Stored data

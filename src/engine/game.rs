//! Game session wrapping `GameState`.
//!
//! `Game` keeps the chain of rules states, the move records handed to the
//! persistence side, and session metadata. It is the type the API layer
//! stores and mutates; the states it holds are never modified in place.

use chrono::{DateTime, Utc};
use tracing::debug;
use uuid::Uuid;

use crate::engine::state::{GameState, MoveRecord, STARTING_FEN};
use crate::engine::types::{ChessError, Color, GameStatus, PieceType, Square};

/// A game in progress, with undo.
#[derive(Clone, Debug)]
pub struct Game {
    current: GameState,
    /// States before each committed move, oldest first.
    previous: Vec<GameState>,
    records: Vec<MoveRecord>,

    // Metadata
    pub id: String,
    pub white_player: String,
    pub black_player: String,
    pub created_at: DateTime<Utc>,

    started_from_fen: bool,
    starting_fen: String,
}

impl Game {
    // -----------------------------------------------------------------
    // Constructors
    // -----------------------------------------------------------------

    /// A new game from the standard starting position.
    pub fn new() -> Self {
        Self::with_state(GameState::new(), false)
    }

    /// A new game from a FEN position.
    pub fn from_fen(fen: &str) -> Result<Self, ChessError> {
        let state = GameState::from_fen(fen)?;
        Ok(Self::with_state(state, true))
    }

    fn with_state(state: GameState, from_fen: bool) -> Self {
        let starting_fen = if from_fen {
            state.to_fen()
        } else {
            STARTING_FEN.to_string()
        };
        Self {
            current: state,
            previous: Vec::new(),
            records: Vec::new(),
            id: Uuid::new_v4().to_string(),
            white_player: "Player".into(),
            black_player: "Player".into(),
            created_at: Utc::now(),
            started_from_fen: from_fen,
            starting_fen,
        }
    }

    // -----------------------------------------------------------------
    // Accessors
    // -----------------------------------------------------------------

    /// Current rules state.
    pub fn state(&self) -> &GameState {
        &self.current
    }

    /// State the game started from (after the last `load_fen`).
    pub fn initial_state(&self) -> &GameState {
        self.previous.first().unwrap_or(&self.current)
    }

    pub fn status(&self) -> GameStatus {
        self.current.status()
    }

    pub fn side_to_move(&self) -> Color {
        self.current.turn
    }

    pub fn is_game_over(&self) -> bool {
        self.current.is_game_over()
    }

    /// One record per committed move, oldest first.
    pub fn records(&self) -> &[MoveRecord] {
        &self.records
    }

    pub fn to_fen(&self) -> String {
        self.current.to_fen()
    }

    pub fn started_from_fen(&self) -> bool {
        self.started_from_fen
    }

    pub fn starting_fen(&self) -> &str {
        &self.starting_fen
    }

    /// Legal destinations of the piece on `square`.
    pub fn valid_moves(&self, square: Square) -> Result<Vec<Square>, ChessError> {
        self.current.valid_moves(square)
    }

    // -----------------------------------------------------------------
    // Mutation
    // -----------------------------------------------------------------

    /// Commit a move for the side to move and return its record.
    pub fn make_move(
        &mut self,
        from: Square,
        to: Square,
        promotion: Option<PieceType>,
    ) -> Result<MoveRecord, ChessError> {
        let applied = self.current.apply_move(from, to, promotion)?;
        debug!(
            game_id = %self.id,
            notation = %applied.record.notation,
            status = %applied.record.status_after,
            "move committed"
        );

        let prior = std::mem::replace(&mut self.current, applied.state);
        self.previous.push(prior);
        self.records.push(applied.record.clone());
        Ok(applied.record)
    }

    /// Take back the last move and return its record.
    pub fn undo_move(&mut self) -> Result<MoveRecord, ChessError> {
        let prior = self.previous.pop().ok_or(ChessError::NothingToUndo)?;
        let record = self.records.pop().ok_or(ChessError::NothingToUndo)?;
        self.current = prior;
        Ok(record)
    }

    /// Replace the position, discarding all history.
    pub fn load_fen(&mut self, fen: &str) -> Result<(), ChessError> {
        let state = GameState::from_fen(fen)?;
        self.starting_fen = state.to_fen();
        self.current = state;
        self.previous.clear();
        self.records.clear();
        self.started_from_fen = true;
        Ok(())
    }

    // -----------------------------------------------------------------
    // Board array (for API responses)
    // -----------------------------------------------------------------

    /// 8×8 grid in row order (rank 8 first). Pieces look like `"wP"`,
    /// `"bK"`; empty squares are `None`.
    pub fn board_array(&self) -> [[Option<String>; 8]; 8] {
        let rows = self.current.board.rows();
        std::array::from_fn(|row| {
            std::array::from_fn(|col| {
                rows[row][col].map(|piece| {
                    let c = match piece.color {
                        Color::White => 'w',
                        Color::Black => 'b',
                    };
                    format!("{c}{}", piece.kind.letter())
                })
            })
        })
    }
}

impl Default for Game {
    fn default() -> Self {
        Self::new()
    }
}

// =========================================================================
// Tests
// =========================================================================
use axum::Router;
use axum::routing::{get, post};
use tower_http::cors::{Any, CorsLayer};
use tower_http::trace::TraceLayer;

use super::handlers;
use super::state::SharedState;

/// Build the Axum router with all routes and middleware.
pub fn create_router(state: SharedState) -> Router {
    let cors = CorsLayer::new()
        .allow_origin(Any)
        .allow_methods(Any)
        .allow_headers(Any);

    Router::new()
        // Health check (outside /api prefix)
        .route("/health", get(handlers::health))
        // Game CRUD
        .route(
            "/api/games",
            post(handlers::create_game).get(handlers::list_games),
        )
        .route(
            "/api/games/{id}",
            get(handlers::get_game).delete(handlers::delete_game),
        )
        // Move endpoints
        .route(
            "/api/games/{id}/moves",
            post(handlers::make_move).get(handlers::get_moves),
        )
        .route("/api/games/{id}/undo", post(handlers::undo_move))
        .route("/api/games/{id}/hint", post(handlers::hint))
        // Query endpoints
        .route("/api/games/{id}/legal-moves", get(handlers::legal_moves))
        .route("/api/games/{id}/fen", post(handlers::load_fen))
        .route("/api/games/{id}/pgn", get(handlers::export_pgn))
        // Middleware
        .layer(cors)
        .layer(TraceLayer::new_for_http())
        .with_state(state)
}
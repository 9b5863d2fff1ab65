//! Interaction state: which square a player has picked and where it may go.
//!
//! Kept apart from `GameState` so the rules value never carries UI concerns.
//! A `Selection` is only meaningful against the state it was computed from;
//! drop it whenever that state is replaced.

use crate::engine::movegen::destinations;
use crate::engine::state::GameState;
use crate::engine::types::Square;

/// The currently highlighted piece, if any.
#[derive(Clone, Debug, Default, PartialEq, Eq)]
pub struct Selection {
    pub selected_square: Option<Square>,
    pub valid_moves: Vec<Square>,
}

/// What a click on the board asks the caller to do next.
#[derive(Clone, Debug, PartialEq, Eq)]
pub enum ClickOutcome {
    /// Replace the selection with this one.
    Selected(Selection),
    /// Drop the selection.
    Cleared,
    /// Commit a move; the selection should be dropped afterwards.
    Move { from: Square, to: Square },
    /// Nothing happens.
    Ignored,
}

impl Selection {
    /// Select the piece on `square` if it belongs to the side to move.
    pub fn select(state: &GameState, square: Square) -> Option<Selection> {
        let piece = state.board.get(square)?;
        if piece.color != state.turn {
            return None;
        }
        Some(Selection {
            selected_square: Some(square),
            valid_moves: destinations(&state.board, square, piece, &state.context()),
        })
    }

    pub fn is_empty(&self) -> bool {
        self.selected_square.is_none()
    }

    /// Resolve a click on `square`.
    ///
    /// Finished games ignore clicks. With a piece selected, a highlighted
    /// square becomes a move, another own piece moves the selection, and any
    /// other square clears it. With nothing selected, only own pieces react.
    pub fn click(&self, state: &GameState, square: Square) -> ClickOutcome {
        if state.is_game_over() {
            return ClickOutcome::Ignored;
        }

        match self.selected_square {
            Some(from) if self.valid_moves.contains(&square) => ClickOutcome::Move { from, to: square },
            Some(_) => match Selection::select(state, square) {
                Some(selection) => ClickOutcome::Selected(selection),
                None => ClickOutcome::Cleared,
            },
            None => match Selection::select(state, square) {
                Some(selection) => ClickOutcome::Selected(selection),
                None => ClickOutcome::Ignored,
            },
        }
    }
}
// =========================================================================
// Tests
// =========================================================================

#[cfg(test)]
mod tests {
    use super::*;

    fn sq(name: &str) -> Square {
        Square::from_algebraic(name).unwrap()
    }

    fn play(state: &GameState, from: &str, to: &str) -> GameState {
        state.apply_move(sq(from), sq(to), None).unwrap().state
    }

    #[test]
    fn new_state_is_standard_start() {
        let s = GameState::new();
        assert_eq!(s.to_fen(), STARTING_FEN);
        assert_eq!(s.turn, Color::White);
        assert_eq!(s.status(), GameStatus::Active);
        assert_eq!(s.legal_moves().len(), 20);
        assert_eq!(GameState::from_fen(STARTING_FEN).unwrap(), s);
    }

    #[test]
    fn fen_round_trip() {
        for fen in [
            "r3k2r/p1ppqpb1/bn2pnp1/3PN3/1p2P3/2N2Q1p/PPPBBPPP/R3K2R w KQkq - 0 1",
            "rnbqkbnr/pppppppp/8/8/4P3/8/PPPP1PPP/RNBQKBNR b KQkq e3 0 1",
            "8/2p5/3p4/KP5r/1R3p1k/8/4P1P1/8 w - - 12 40",
        ] {
            assert_eq!(GameState::from_fen(fen).unwrap().to_fen(), fen);
        }
    }

    #[test]
    fn fen_en_passant_target_allows_the_capture() {
        let s = GameState::from_fen("4k3/8/8/3pP3/8/8/8/4K3 w - d6 0 1").unwrap();
        assert_eq!(s.en_passant, Some(sq("d6")));
        assert!(s.valid_moves(sq("e5")).unwrap().contains(&sq("d6")));

        let s = GameState::from_fen("4k3/8/8/8/3pP3/8/8/4K3 b - e3 0 1").unwrap();
        assert!(s.valid_moves(sq("d4")).unwrap().contains(&sq("e3")));
    }

    #[test]
    fn fen_castling_rights_follow_the_pieces() {
        let s = GameState::from_fen("4k3/8/8/8/8/8/8/4K3 w KQkq - 0 1").unwrap();
        assert_eq!(s.castling, CastlingRights::NONE);
        assert_eq!(s.to_fen(), "4k3/8/8/8/8/8/8/4K3 w - - 0 1");

        // White keeps only the h1 rook; black's king has left e8.
        let s = GameState::from_fen("r2k3r/8/8/8/8/8/8/4K2R w KQkq - 0 1").unwrap();
        assert_eq!(s.castling.to_fen(), "K");
    }

    #[test]
    fn fen_without_counters() {
        let s = GameState::from_fen("4k3/8/8/8/8/8/8/4K3 b -").unwrap_err();
        assert!(matches!(s, ChessError::InvalidFen(_)));
        let s = GameState::from_fen("4k3/8/8/8/8/8/8/4K3 b - -").unwrap();
        assert_eq!(s.to_fen(), "4k3/8/8/8/8/8/8/4K3 b - - 0 1");
    }

    #[test]
    fn fen_rejects_bad_input() {
        for fen in [
            "",
            "8/8/8/8/8/8/8/8 w - - 0 1",
            "4k3/8/8/8/8/8/8/4KK2 w - - 0 1",
            "4k3/8/8/8/8/8/8/4K3 x - - 0 1",
            "4k3/8/8/8/8/8/8/4K3 w XY - 0 1",
            "4k3/8/8/8/8/8/8/4K3 w - z9 0 1",
            "4k3/8/8/8/8/8/8/4K3 w - - a 1",
            // Black is in check with white to move.
            "4k3/8/8/8/8/8/8/4R1K1 w - - 0 1",
            // En-passant target on the wrong rank for the side to move.
            "4k3/8/8/3pP3/8/8/8/4K3 b - e4 0 1",
            "4k3/8/8/3pP3/8/8/8/4K3 w - d3 0 1",
            // Right rank, but no pawn just beyond the target.
            "4k3/8/8/8/8/8/8/4K3 w - d6 0 1",
            "4k3/8/8/8/4p3/8/8/4K3 b - e3 0 1",
            // Target square occupied.
            "4k3/8/3n4/3pP3/8/8/8/4K3 w - d6 0 1",
        ] {
            assert!(
                matches!(GameState::from_fen(fen), Err(ChessError::InvalidFen(_))),
                "accepted {fen:?}"
            );
        }
    }

    #[test]
    fn apply_move_leaves_input_untouched() {
        let start = GameState::new();
        let applied = start.apply_move(sq("e2"), sq("e4"), None).unwrap();
        assert_eq!(start, GameState::new());
        assert_eq!(applied.state.turn, Color::Black);
        assert_eq!(applied.state.move_history.len(), 1);
        assert_eq!(applied.state.en_passant, Some(sq("e3")));
        assert_eq!(
            applied.state.to_fen(),
            "rnbqkbnr/pppppppp/8/8/4P3/8/PPPP1PPP/RNBQKBNR b KQkq e3 0 1"
        );

        let record = applied.record;
        assert_eq!(record.move_number, 1);
        assert_eq!(record.color, Color::White);
        assert_eq!(record.piece_type, PieceType::Pawn);
        assert_eq!(record.captured_piece_type, None);
        assert_eq!(record.notation, "e4");
        assert_eq!(record.status_after, GameStatus::Active);
    }

    #[test]
    fn turn_alternates_and_history_appends() {
        let s = play(&GameState::new(), "e2", "e4");
        let s = play(&s, "e7", "e5");
        let s = play(&s, "g1", "f3");
        assert_eq!(s.turn, Color::Black);
        let notations: Vec<&str> = s.move_history.iter().map(|m| m.notation.as_str()).collect();
        assert_eq!(notations, ["e4", "e5", "Nf3"]);
        assert_eq!(s.en_passant, None);
        assert_eq!(s.halfmove_clock, 1);
        assert_eq!(s.fullmove_number, 2);
    }

    #[test]
    fn rejects_wrong_turn_empty_square_and_illegal_target() {
        let s = GameState::new();
        assert!(matches!(
            s.apply_move(sq("e7"), sq("e5"), None),
            Err(ChessError::IllegalMove { .. })
        ));
        assert_eq!(
            s.apply_move(sq("e4"), sq("e5"), None).unwrap_err(),
            ChessError::NoPieceAtSquare(sq("e4"))
        );
        assert!(matches!(
            s.apply_move(sq("e2"), sq("e5"), None),
            Err(ChessError::IllegalMove { .. })
        ));
    }

    #[test]
    fn fools_mate_ends_the_game() {
        let mut s = GameState::new();
        for (from, to) in [("f2", "f3"), ("e7", "e5"), ("g2", "g4")] {
            s = play(&s, from, to);
        }
        let applied = s.apply_move(sq("d8"), sq("h4"), None).unwrap();
        assert_eq!(applied.record.notation, "Qh4");
        assert_eq!(applied.record.status_after, GameStatus::Checkmate);

        let s = applied.state;
        assert!(s.check && s.checkmate && !s.stalemate);
        assert!(s.legal_moves().is_empty());
        assert!(matches!(
            s.apply_move(sq("a2"), sq("a3"), None),
            Err(ChessError::GameOver(_))
        ));
    }

    #[test]
    fn stalemate_after_move() {
        let s = GameState::from_fen("k7/2K5/8/1Q6/8/8/8/8 w - - 0 1").unwrap();
        let s = play(&s, "b5", "b6");
        assert!(s.stalemate);
        assert!(!s.check);
        assert_eq!(s.status(), GameStatus::Stalemate);
    }

    #[test]
    fn castling_moves_rook_and_clears_rights() {
        let s = GameState::from_fen("r3k2r/8/8/8/8/8/8/R3K2R w KQkq - 0 1").unwrap();
        let applied = s.apply_move(sq("e1"), sq("g1"), None).unwrap();
        assert_eq!(applied.record.notation, "O-O");
        let s = applied.state;
        assert_eq!(s.board.get(sq("f1")).map(|p| p.kind), Some(PieceType::Rook));
        assert_eq!(s.board.get(sq("h1")), None);
        assert_eq!(s.castling.to_fen(), "kq");

        // Capturing a rook on its corner strips that right too.
        let s = GameState::from_fen("r3k2r/8/8/8/8/8/8/R3K2R w KQkq - 0 1").unwrap();
        let s = play(&s, "a1", "a8");
        assert_eq!(s.castling.to_fen(), "Kk");
    }

    #[test]
    fn en_passant_capture_removes_pawn() {
        let s = GameState::from_fen("4k3/3p4/8/4P3/8/8/8/4K3 b - - 0 1").unwrap();
        let s = play(&s, "d7", "d5");
        assert_eq!(s.en_passant, Some(sq("d6")));
        let applied = s.apply_move(sq("e5"), sq("d6"), None).unwrap();
        assert_eq!(applied.record.notation, "exd6");
        assert_eq!(applied.record.captured_piece_type, Some(PieceType::Pawn));
        assert_eq!(applied.state.board.get(sq("d5")), None);
        assert_eq!(applied.state.en_passant, None);
    }

    #[test]
    fn promotion_choices() {
        let s = GameState::from_fen("7k/4P3/8/8/8/8/8/4K3 w - - 0 1").unwrap();

        let queen = s.apply_move(sq("e7"), sq("e8"), None).unwrap();
        assert_eq!(
            queen.state.board.get(sq("e8")),
            Some(Piece::new(PieceType::Queen, Color::White))
        );
        assert_eq!(queen.record.notation, "e8=Q");
        assert_eq!(queen.record.status_after, GameStatus::Check);

        let knight = s
            .apply_move(sq("e7"), sq("e8"), Some(PieceType::Knight))
            .unwrap();
        assert_eq!(knight.record.promotion, Some(PieceType::Knight));
        assert_eq!(knight.record.notation, "e8=N");

        assert!(matches!(
            s.apply_move(sq("e7"), sq("e8"), Some(PieceType::King)),
            Err(ChessError::InvalidPromotion(_))
        ));
        assert!(matches!(
            s.apply_move(sq("e1"), sq("d1"), Some(PieceType::Queen)),
            Err(ChessError::InvalidPromotion(_))
        ));
    }

    #[test]
    fn with_board_computes_flags() {
        let board = Board::from_fen_placement("k7/2K5/1Q6/8/8/8/8/8").unwrap();
        let s = GameState::with_board(board, Color::Black);
        assert!(s.stalemate);
        assert_eq!(s.castling, CastlingRights::NONE);
        assert_eq!(GameState::with_board(Board::initial(), Color::White), GameState::new());
    }
}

• Description of the task
The range runs from the line above containing "to the side to move." to the line containing "selected, a highlighted", inclusive. Restate those lines word for word and no others.

• Written solution
    /// Select the piece on `square` if it belongs to the side to move.
    pub fn select(state: &GameState, square: Square) -> Option<Selection> {
        let piece = state.board.get(square)?;
        if piece.color != state.turn {
            return None;
        }
        Some(Selection {
            selected_square: Some(square),
            valid_moves: destinations(&state.board, square, piece, &state.context()),
        })
    }

    pub fn is_empty(&self) -> bool {
        self.selected_square.is_none()
    }

    /// Resolve a click on `square`.
    ///
    /// Finished games ignore clicks. With a piece selected, a highlighted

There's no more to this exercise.